Four years ago, BlackRock CEO Larry Fink was forced to confront his gun problem.
Following the Parkland, Florida, school shooting that left 17 people dead, focus turned to the fact that BlackRock, the world’s largest asset manager, was the largest institutional shareholder of three publicly traded gun manufacturers, including the one that made the gun used in the Parkland shooting.
That wouldn’t have been surprising had Fink not written an open letter to business leaders that year calling for corporate chiefs to start caring about their firms’ “societal impact” if they wanted to stay in BlackRock’s good graces. His apparent turn toward corporate activism was considered a watershed moment for socially responsible investing.
So, after Parkland and subsequent public pressure, BlackRock pledged to make modest changes.
Today, as the US comes to grips with yet another school shooting, this one claiming the lives of 19 elementary school students and two adults in Uvalde, Texas, BlackRock remains both an advocate of conscious capitalism and the largest shareholder of four of the biggest gun and ammunition companies in the US. And it’s unclear that any of the actions BlackRock took in 2018 have made a difference.
To be clear, as BlackRock pointed out in 2018, it owns gun maker stocks through its massive investments in index funds, rather than as direct investments. “Because the companies in an index are determined by third-party index providers, when a client chooses an index that includes a firearms manufacturer, we are unable to sell those shares regardless of our view of the company,” the company explained in an open letter that year.

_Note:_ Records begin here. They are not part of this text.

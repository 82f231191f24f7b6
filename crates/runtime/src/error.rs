//! Error types for the device runtime.
//!
//! Errors are `Clone` because one transport failure has to be served to every
//! caller waiting on the response mailbox.

use std::io;
use std::time::Duration;

use thiserror::Error;

/// Result type alias for runtime operations.
pub type Result<T> = std::result::Result<T, Error>;

/// Errors that can occur while talking to a device.
#[derive(Debug, Clone, Error)]
pub enum Error {
    /// Failed to establish the TCP connection.
    #[error("failed to connect to device at {addr}: {reason}")]
    ConnectionFailed { addr: String, reason: String },

    /// The device actively refused the connection for the whole retry window.
    #[error("device at {addr} refused the connection")]
    ConnectionRefused { addr: String },

    /// The connection dropped while in use.
    #[error("connection to device lost: {0}")]
    ConnectionLost(String),

    /// A socket read or write timed out.
    #[error("socket operation timed out: {0}")]
    SocketTimeout(String),

    /// The device did not announce itself after accepting the connection.
    #[error("no device info received within {0:?} after connect")]
    Handshake(Duration),

    /// No response arrived for a request within its deadline.
    #[error("no response to request {id} within {timeout:?}")]
    ResponseTimeout { id: i64, timeout: Duration },

    /// A frame failed to encode or decode.
    #[error("protocol error: {0}")]
    Protocol(String),

    /// Operation attempted on a device that is not connected.
    #[error("device is not connected")]
    Closed,

    /// An internal channel closed unexpectedly.
    #[error("channel closed unexpectedly")]
    ChannelClosed,
}

impl Error {
    /// True for errors that mean the device is gone and the session with it
    /// cannot continue.
    pub fn is_disconnect(&self) -> bool {
        matches!(
            self,
            Error::ConnectionFailed { .. }
                | Error::ConnectionRefused { .. }
                | Error::ConnectionLost(_)
                | Error::Closed
        )
    }

    /// True for timeout errors of any flavor.
    pub fn is_timeout(&self) -> bool {
        matches!(
            self,
            Error::SocketTimeout(_) | Error::Handshake(_) | Error::ResponseTimeout { .. }
        )
    }
}

impl From<dtx_protocol::ProtocolError> for Error {
    fn from(err: dtx_protocol::ProtocolError) -> Self {
        Error::Protocol(err.to_string())
    }
}

/// Maps an I/O error observed on the device socket onto the runtime taxonomy.
pub(crate) fn classify_io(addr: &str, err: &io::Error) -> Error {
    use io::ErrorKind::*;
    match err.kind() {
        ConnectionReset | ConnectionAborted | NotConnected | BrokenPipe | UnexpectedEof => {
            Error::ConnectionLost(err.to_string())
        }
        ConnectionRefused => Error::ConnectionRefused {
            addr: addr.to_string(),
        },
        TimedOut => Error::SocketTimeout(err.to_string()),
        _ => Error::ConnectionFailed {
            addr: addr.to_string(),
            reason: err.to_string(),
        },
    }
}

#[cfg(test)]
mod tests {
    use super::*;

    #[test]
    fn io_errors_map_onto_the_taxonomy() {
        let lost = classify_io("h:1", &io::Error::new(io::ErrorKind::ConnectionReset, "reset"));
        assert!(lost.is_disconnect());
        let refused =
            classify_io("h:1", &io::Error::new(io::ErrorKind::ConnectionRefused, "refused"));
        assert!(matches!(refused, Error::ConnectionRefused { .. }));
        let timed = classify_io("h:1", &io::Error::new(io::ErrorKind::TimedOut, "slow"));
        assert!(timed.is_timeout());
    }

    #[test]
    fn timeouts_are_not_disconnects() {
        let err = Error::ResponseTimeout {
            id: 7,
            timeout: Duration::from_secs(1),
        };
        assert!(err.is_timeout());
        assert!(!err.is_disconnect());
    }
}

BlackRock said none of its actively managed funds included gun or ammunition companies.
Following the Parkland shooting, BlackRock created two ETFs that exclude civilian gun and ammunition companies, and it removed retailers that sold guns, including Walmart and Kroger, from its ESG index products, as Bloomberg reported.
It also promised to hold meetings with the offending companies “regarding business policies and practices.” It’s unclear what came of those.
What could BlackRock do to put pressure on gun companies?
Andrew Behar, CEO of As You Sow, a non-profit that tracks how well companies live up to their environmental and social pledges, isn’t convinced that BlackRock will do anything differently this time. He charges that companies like BlackRock hide behind the “it’s in an index” excuse.
As for the engagement meetings with the firearms industry? They are toothless, he feels: “BlackRock could say, ‘Here’s the data. Here’s the risk. Here’s what you’re scoring. Here’s how your competitors are scoring,” and if you don’t want to do what we’re asking of you, we’re going to escalate this to a shareholder resolution.”
Instead, Behar charges, “They go, ‘Hi. We’d like you to do something, but we’re not going to escalate this. What’s for lunch?’”
In 2018, the New York Times’s Andrew Ross Sorkin described other measures that BlackRock could take with its “enormous influence” over gun companies and retailers. It could press for higher age limits on AR-15-style rifles, or even “push gun makers to stop producing such weapons altogether,” he said. If BlackRock wasn’t seeing enough voluntary changes at a company, it could vote to have its board replaced.
But BlackRock appeared to be taking a “lighter touch,” Sorkin concluded.
These days, Fink is reserving his heavier touch for other issues. He has positioned BlackRock, which now manages $10 trillion in assets, as a champion of climate action and of racial equity in corporate boardrooms. The money manager has even has been celebrated for quantifying its tremendous carbon footprint.
But Behar has not been impressed. “Larry Fink has the power to get companies to shift, but [BlackRock] just doesn’t take any action,” he told Quartz. BlackRock has voted against shareholder resolutions that support ESG goals, he says.
BlackRock has warned that it will not support as many climate-related shareholder proposals in 2022 as it had last year, saying that too many resolutions are now aimed at micromanaging companies. In 2021, the firm voted in favor of social and environmental proposals just less than half of the time (47%), according to the company.
BlackRock’s current “investment stewardship” principles mention climate risk and the environment, human rights, and how well a company treats its workforce.
It doesn’t make any mention of guns or gun violence.